The odds worsened considerably last week for California to become the first state in which the Legislature voluntarily relinquished its power to redraw district boundaries after every 10-year U.S. census. A proposed constitutional amendment to transfer this authority to a nonpartisan 11-member commission stalled in the Senate as its five-week summer recess began.

It has long been evident that one of the worst barriers to our state government initiating any meaningful advances is the fact that incumbent legislators have charge of drawing election district lines. Not surprisingly, this tends to result in creation of peculiarly shaped districts, virtually guaranteeing each officeholder’s re-election until term limits are reached.

In turn, guaranteed re-election virtually assures continuation of heavy-handed partisanship and nurtures legislative disregard for seeking compromise in the public interest. Twelve states have already barred legislators drawing their own election districts and turned that power over to commissions. Another five states have commissionsas back-up if lawmakers cannot approve new districts by deadline.
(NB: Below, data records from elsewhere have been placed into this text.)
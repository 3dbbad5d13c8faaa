//! Structural checks over a finished tessellation.
//!
//! The pipeline establishes these properties by construction; the checks exist
//! for callers that bring their own [`HullComputation`](crate::core::facet_graph::HullComputation)
//! and for tests.

#![forbid(unsafe_code)]

use thiserror::Error;

use crate::core::collections::{FastHashMap, fast_hash_map_with_capacity};
use crate::core::site::Site;
use crate::core::subtile::Subtile;
use crate::core::tile::Tile;
use crate::core::util::is_strictly_ascending;

/// A violated structural property of a tessellation.
#[derive(Clone, Debug, Error, PartialEq, Eq)]
pub enum TessellationValidationError {
    /// A tile record is inconsistent.
    #[error("Invalid tile {tile_id}: {message}")]
    InvalidTile {
        /// Id of the tile.
        tile_id: usize,
        /// Description of the problem.
        message: String,
    },
    /// A subtile record is inconsistent.
    #[error("Invalid subtile {subtile_id}: {message}")]
    InvalidSubtile {
        /// Id of the subtile.
        subtile_id: usize,
        /// Description of the problem.
        message: String,
    },
    /// A site's adjacency lists are inconsistent.
    #[error("Invalid site {site_id}: {message}")]
    InvalidSite {
        /// Id of the site.
        site_id: usize,
        /// Description of the problem.
        message: String,
    },
    /// A boundary subtile has the same sites as another subtile.
    #[error("Boundary subtile {boundary} has the same sites {site_ids:?} as subtile {other}")]
    DuplicateBoundaryRidge {
        /// Id of the boundary subtile.
        boundary: usize,
        /// Id of the other subtile.
        other: usize,
        /// The shared site ids.
        site_ids: Vec<usize>,
    },
    /// Tile ridge lists and subtile owners disagree on the number of incidences.
    #[error("Ridge incidence mismatch: tiles list {listed} ridge slots, subtiles account for {owned}")]
    RidgeIncidenceMismatch {
        /// Total length of all tile ridge lists.
        listed: usize,
        /// Interior subtiles counted twice plus boundary subtiles.
        owned: usize,
    },
}

fn tile_error(tile_id: usize, message: String) -> TessellationValidationError {
    TessellationValidationError::InvalidTile { tile_id, message }
}

fn subtile_error(subtile_id: usize, message: String) -> TessellationValidationError {
    TessellationValidationError::InvalidSubtile {
        subtile_id,
        message,
    }
}

fn site_error(site_id: usize, message: String) -> TessellationValidationError {
    TessellationValidationError::InvalidSite { site_id, message }
}

fn validate_tiles(
    dim: usize,
    n_sites: usize,
    tiles: &[Tile],
    subtiles: &[Subtile],
) -> Result<(), TessellationValidationError> {
    for (index, tile) in tiles.iter().enumerate() {
        let t = tile.id();
        if t != index {
            return Err(tile_error(index, format!("stored at index {index} with id {t}")));
        }
        let site_ids = tile.site_ids();
        if site_ids.len() != dim + 1 || !is_strictly_ascending(site_ids) {
            return Err(tile_error(
                t,
                format!("site ids {site_ids:?} are not {} distinct ascending ids", dim + 1),
            ));
        }
        if let Some(&s) = site_ids.iter().find(|&&s| s >= n_sites) {
            return Err(tile_error(t, format!("references site {s} of {n_sites}")));
        }
        let ridge_ids = tile.ridge_ids();
        if ridge_ids.len() != dim + 1 || !is_strictly_ascending(ridge_ids) {
            return Err(tile_error(
                t,
                format!("ridge ids {ridge_ids:?} are not {} distinct ascending ids", dim + 1),
            ));
        }
        for &r in ridge_ids {
            let owned = subtiles
                .get(r)
                .is_some_and(|s| s.tile_of1() == t || s.tile_of2() == Some(t));
            if !owned {
                return Err(tile_error(t, format!("lists subtile {r}, which does not border it")));
            }
        }
        let neighbors = tile.neighbor_tile_ids();
        if neighbors.len() > dim + 1 {
            return Err(tile_error(t, format!("has {} neighbor tiles", neighbors.len())));
        }
        if let Some(&nb) = neighbors.iter().find(|&&nb| nb == t || nb >= tiles.len()) {
            return Err(tile_error(t, format!("has invalid neighbor tile {nb}")));
        }
        if let Some((_, &nb)) = neighbors
            .iter()
            .enumerate()
            .find(|&(i, nb)| neighbors[..i].contains(nb))
        {
            return Err(tile_error(t, format!("lists neighbor tile {nb} twice")));
        }
        if tile.volume().is_nan() || tile.volume() < 0.0 {
            return Err(tile_error(t, format!("has volume {}", tile.volume())));
        }
    }
    Ok(())
}

fn validate_subtiles(
    dim: usize,
    tiles: &[Tile],
    subtiles: &[Subtile],
) -> Result<(), TessellationValidationError> {
    let mut by_sites: FastHashMap<&[usize], usize> = fast_hash_map_with_capacity(subtiles.len());
    for subtile in subtiles {
        let Some(&other) = by_sites.get(subtile.site_ids()) else {
            by_sites.insert(subtile.site_ids(), subtile.id());
            continue;
        };
        let (boundary, other) = if subtile.is_boundary() {
            (subtile.id(), other)
        } else if subtiles.get(other).is_some_and(Subtile::is_boundary) {
            (other, subtile.id())
        } else {
            continue;
        };
        return Err(TessellationValidationError::DuplicateBoundaryRidge {
            boundary,
            other,
            site_ids: subtile.site_ids().to_vec(),
        });
    }

    for (index, subtile) in subtiles.iter().enumerate() {
        let r = subtile.id();
        if r != index {
            return Err(subtile_error(index, format!("stored at index {index} with id {r}")));
        }
        let site_ids = subtile.site_ids();
        if site_ids.len() != dim || !is_strictly_ascending(site_ids) {
            return Err(subtile_error(
                r,
                format!("site ids {site_ids:?} are not {dim} distinct ascending ids"),
            ));
        }
        if subtile.tile_of2() == Some(subtile.tile_of1()) {
            return Err(subtile_error(r, "borders the same tile twice".to_owned()));
        }
        for owner in std::iter::once(subtile.tile_of1()).chain(subtile.tile_of2()) {
            let Some(tile) = tiles.get(owner) else {
                return Err(subtile_error(r, format!("owner tile {owner} does not exist")));
            };
            if !site_ids.iter().all(|&s| tile.contains_site(s)) {
                return Err(subtile_error(r, format!("is not a ridge of owner tile {owner}")));
            }
            if tile.ridge_ids().binary_search(&r).is_err() {
                return Err(subtile_error(r, format!("is missing from owner tile {owner}")));
            }
        }
        if subtile.normal().len() != dim || subtile.center().len() != dim {
            return Err(subtile_error(r, format!("geometry is not {dim}-dimensional")));
        }
    }

    let listed: usize = tiles.iter().map(|t| t.ridge_ids().len()).sum();
    let owned: usize = subtiles
        .iter()
        .map(|s| if s.is_boundary() { 1 } else { 2 })
        .sum();
    if listed != owned {
        return Err(TessellationValidationError::RidgeIncidenceMismatch { listed, owned });
    }
    Ok(())
}

fn validate_sites(
    sites: &[Site],
    tiles: &[Tile],
    subtiles: &[Subtile],
) -> Result<(), TessellationValidationError> {
    for (index, site) in sites.iter().enumerate() {
        let s = site.id();
        if s != index {
            return Err(site_error(index, format!("stored at index {index} with id {s}")));
        }
        let lists = [
            ("neighbor sites", site.neighbor_sites()),
            ("neighbor tiles", site.neighbor_tiles()),
            ("neighbor ridges", site.neighbor_ridges()),
        ];
        for (name, list) in lists {
            if !is_strictly_ascending(list) {
                return Err(site_error(s, format!("{name} {list:?} are not distinct and ascending")));
            }
        }
        if site.neighbor_sites().binary_search(&s).is_ok() {
            return Err(site_error(s, "lists itself as a neighbor".to_owned()));
        }
        for &other in site.neighbor_sites() {
            let symmetric = sites
                .get(other)
                .is_some_and(|o| o.neighbor_sites().binary_search(&s).is_ok());
            if !symmetric {
                return Err(site_error(s, format!("neighbor {other} does not list it back")));
            }
        }

        let incident_tiles: Vec<usize> = tiles
            .iter()
            .filter(|t| t.contains_site(s))
            .map(Tile::id)
            .collect();
        if incident_tiles != site.neighbor_tiles() {
            return Err(site_error(
                s,
                format!(
                    "neighbor tiles {:?} differ from incident tiles {incident_tiles:?}",
                    site.neighbor_tiles()
                ),
            ));
        }
        let incident_ridges: Vec<usize> = subtiles
            .iter()
            .filter(|r| r.site_ids().binary_search(&s).is_ok())
            .map(Subtile::id)
            .collect();
        if incident_ridges != site.neighbor_ridges() {
            return Err(site_error(
                s,
                format!(
                    "neighbor ridges {:?} differ from incident subtiles {incident_ridges:?}",
                    site.neighbor_ridges()
                ),
            ));
        }
    }
    Ok(())
}

/// Check every structural property of the three arrays of a tessellation.
///
/// # Errors
///
/// Returns the first violation found, tiles first, then subtiles, then sites.
pub fn validate_tessellation(
    dim: usize,
    sites: &[Site],
    tiles: &[Tile],
    subtiles: &[Subtile],
) -> Result<(), TessellationValidationError> {
    validate_tiles(dim, sites.len(), tiles, subtiles)?;
    validate_subtiles(dim, tiles, subtiles)?;
    validate_sites(sites, tiles, subtiles)
}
However, in California no less than four ballot propositions to establish redistricting commissions have been rejected during the past 23 years. California voters display a visceral distrust of allowing appointees to set election districts, apparently suspecting this might allow even less public oversight than when directly elected officials draw the lines.

The most recent failed attempt was Gov. Arnold Schwarzenegger’s Proposition 77 in the November 2005 special election, which would have turned over redistricting to a panel of three retired judges. But the proposed constitutional amendment appears to overcome many of the presumed objections to Prop. 77.

No more than four members of the new 11-member redistricting commission could be from the same political party and no two could be from the same county. Members must have retained the same party or independent affiliation for the past three years; could not have sought or held any public, party or political staff position for three years; and could not work as a lobbyist for three years after leaving the commission.

Commission candidates would come from a pool of 50 nominated by a bipartisan panel of 10 retired judges. The Democratic and Republican legislative leaders would select eight commissioners, and those eight commissioners would then select three unaffiliated “third-party” commissioners.

The plan appears to contain enough built-in safeguards to prevent corrupt manipulation of California redistricting. Hopefully the state’s voters will soon have their chance to make a direct decision on the merits, if not this November then as quickly as possible in 2007.